4.4. Stability of Discovery Process

Figure 7 shows the RSD of the number of vulnerabilities found by each fuzzer across ten experiments. A lower RSD indicates a better stability of the fuzzer [20]. We can find the following observations. First, all fuzzers differed in the number of vulnerabilities found in each set of experiments. This shows that the fuzzer has randomness in the fuzzing process. This also illustrates the importance of repeating fuzzing experiments multiple times. Secondly, Snipuzz and Boofuzz-Byte had lower RSD, while Boofuzz-Reversal, Boofuzz-Default, and Fuzzotron had higher RSD values, with little difference. Mutiny had the highest RSD value. This shows that Snipuzz and Boofuzz-Byte have good stability, while the stability of Mutiny’s vulnerability discovery process is relatively poor. It is important to note that the stability of discovery vulnerabilities process indicators is adjunct to the number of discovered vulnerabilities indicators, since finding more vulnerabilities is more critical than consistently finding fewer vulnerabilities.

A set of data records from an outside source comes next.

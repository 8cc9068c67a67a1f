use anyhow::{anyhow, Result};
use chrono::Local;
use clap::{App, AppSettings, Arg, ArgMatches, SubCommand};
use paper::build::{build_site, clean};
use paper::config::Config;
use paper::util::slugify;
use paper::watch::watch;
use std::path::{Path, PathBuf};
use tracing_subscriber::EnvFilter;

fn main() {
    let matches = App::new("paper")
        .version(env!("CARGO_PKG_VERSION"))
        .about("A static blog generator")
        .setting(AppSettings::SubcommandRequiredElseHelp)
        .arg(
            Arg::with_name("verbose")
                .short("v")
                .long("verbose")
                .global(true)
                .help("Logs at info level regardless of RUST_LOG"),
        )
        .arg(
            Arg::with_name("project")
                .short("p")
                .long("project")
                .takes_value(true)
                .global(true)
                .help("The project directory (default: searched upward from the current directory)"),
        )
        .arg(
            Arg::with_name("output")
                .short("o")
                .long("output")
                .takes_value(true)
                .global(true)
                .help("The output directory (default: `dist` in the project root)"),
        )
        .subcommand(SubCommand::with_name("build").about("Builds the site"))
        .subcommand(
            SubCommand::with_name("dev").about("Builds the site and rebuilds it on changes"),
        )
        .subcommand(SubCommand::with_name("clean").about("Removes the output directory"))
        .subcommand(
            SubCommand::with_name("new")
                .about("Creates a new post")
                .arg(
                    Arg::with_name("title")
                        .required(true)
                        .multiple(true)
                        .help("The post title"),
                ),
        )
        .get_matches();

    let verbose = matches.is_present("verbose")
        || matches
            .subcommand()
            .1
            .map_or(false, |sub| sub.is_present("verbose"));
    init_logging(verbose);

    if let Err(e) = run(&matches) {
        eprintln!("Error: {:#}", e);
        std::process::exit(1);
    }
}

fn init_logging(verbose: bool) {
    let filter = if verbose {
        EnvFilter::new("info")
    } else {
        EnvFilter::try_from_default_env().unwrap_or_else(|_| EnvFilter::new("info"))
    };
    tracing_subscriber::fmt().with_env_filter(filter).init();
}

fn run(matches: &ArgMatches) -> Result<()> {
    match matches.subcommand() {
        ("build", Some(_)) => {
            build_site(&load_config(matches)?)?;
            Ok(())
        }
        ("dev", Some(_)) => watch(load_config(matches)?),
        ("clean", Some(_)) => {
            let config = load_config(matches)?;
            clean(&config)?;
            tracing::info!("removed {}", config.output_directory.display());
            Ok(())
        }
        ("new", Some(sub)) => {
            let title = sub
                .values_of("title")
                .map(|words| words.collect::<Vec<_>>().join(" "))
                .unwrap_or_default();
            let path = new_post(&load_config(matches)?.posts_source_directory, &title)?;
            tracing::info!("created {}", path.display());
            Ok(())
        }
        (name, _) => Err(anyhow!("unknown command `{}`", name)),
    }
}

// Global options may be given before or after the subcommand; the
// subcommand's matches win.
fn option<'a>(matches: &'a ArgMatches, name: &str) -> Option<&'a str> {
    matches
        .subcommand()
        .1
        .and_then(|sub| sub.value_of(name))
        .or_else(|| matches.value_of(name))
}

fn load_config(matches: &ArgMatches) -> Result<Config> {
    let output = option(matches, "output").map(PathBuf::from);
    let dir = match option(matches, "project") {
        Some(project) => PathBuf::from(project),
        None => std::env::current_dir()?,
    };
    Config::from_directory(&dir, output.as_deref())
}

// Writes `{posts}/{slug}.md` with front matter for `title`, dated today.
// Refuses to overwrite an existing post.
fn new_post(posts: &Path, title: &str) -> Result<PathBuf> {
    let slug = match slugify(title) {
        s if s.is_empty() => String::from("untitled"),
        s => s,
    };
    let path = posts.join(format!("{}.md", slug));
    if path.exists() {
        return Err(anyhow!("`{}` already exists", path.display()));
    }
    std::fs::create_dir_all(posts)?;
    std::fs::write(
        &path,
        format!(
            "---\ntitle: \"{}\"\ndate: {}\ntags: []\ndescription: \"\"\n---\n\n",
            title.replace('\\', "\\\\").replace('"', "\\\""),
            Local::now().format("%Y-%m-%d"),
        ),
    )?;
    Ok(path)
}

#[cfg(test)]
mod test {
    use super::*;

    #[test]
    fn test_new_post() -> Result<()> {
        let dir = tempfile::tempdir()?;
        let posts = dir.path().join("posts");
        let path = new_post(&posts, "Hello, \"Rust\" 世界")?;
        assert_eq!(path, posts.join("hello-rust-世界.md"));
        let contents = std::fs::read_to_string(&path)?;
        assert!(contents.starts_with("---\ntitle: \"Hello, \\\"Rust\\\" 世界\"\ndate: "));

        assert!(new_post(&posts, "hello rust 世界").is_err());
        assert_eq!(new_post(&posts, "!!!")?, posts.join("untitled.md"));
        Ok(())
    }
}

4.5. Number of Unique Responses

Figure 8 shows the average ranking of each fuzzer for the number of triggered responses across 10 experiments. Figure 9 shows the curve of the average number of responses triggered by each fuzzer in the process of fuzzing some vulnerabilities in the 10 experiments. The above experimental results show that the Fuzzotron fuzzer triggered the most significant unique number of responses and the highest average ranking, while Boofuzz-Default and Boofuzz-Byte performed the worst. The average ranks of the rest of the fuzzers were relatively close. The number of responses can reflect the code execution path triggered by the fuzzer from the side. Executing more code paths means the fuzzer is more likely to find a vulnerability. The large number of responses that Fuzzotron and Mutiny can trigger also explains why they can find the problems related to the denial-of-service of the target device.

4.6. Runtime Overhead

Figure 10 shows the average memory consumption of each fuzzer in the process of fuzzing different vulnerabilities. Fuzzotron averaged less memory consumption than other fuzzers during fuzzing, but its maximum memory consumption was higher than Boofuzz-Byte, Mutiny, and T-Reqs. The memory consumption of Boofuzz-Byte, Mutiny, and T-Reqs was relatively close, and the memory consumption of Boofuzz-Default and Boofuzz-Reversal was the most. Although the memory consumption of each fuzzer was different, the average memory consumption values were within 200 MB. Compared with the memory of several GBs or dozens of GBs in the current server, the memory consumption of the fuzzer is not the bottleneck that limits the performance of the fuzzer to discovering vulnerabilities. However, if researchers need to deploy dozens or even hundreds of fuzzers with fewer computing resources, Fuzzotron, Boofuzz-Byte, Mutiny, and T-Reqs, with an average memory consumption of less than 30 MB, may be better choices.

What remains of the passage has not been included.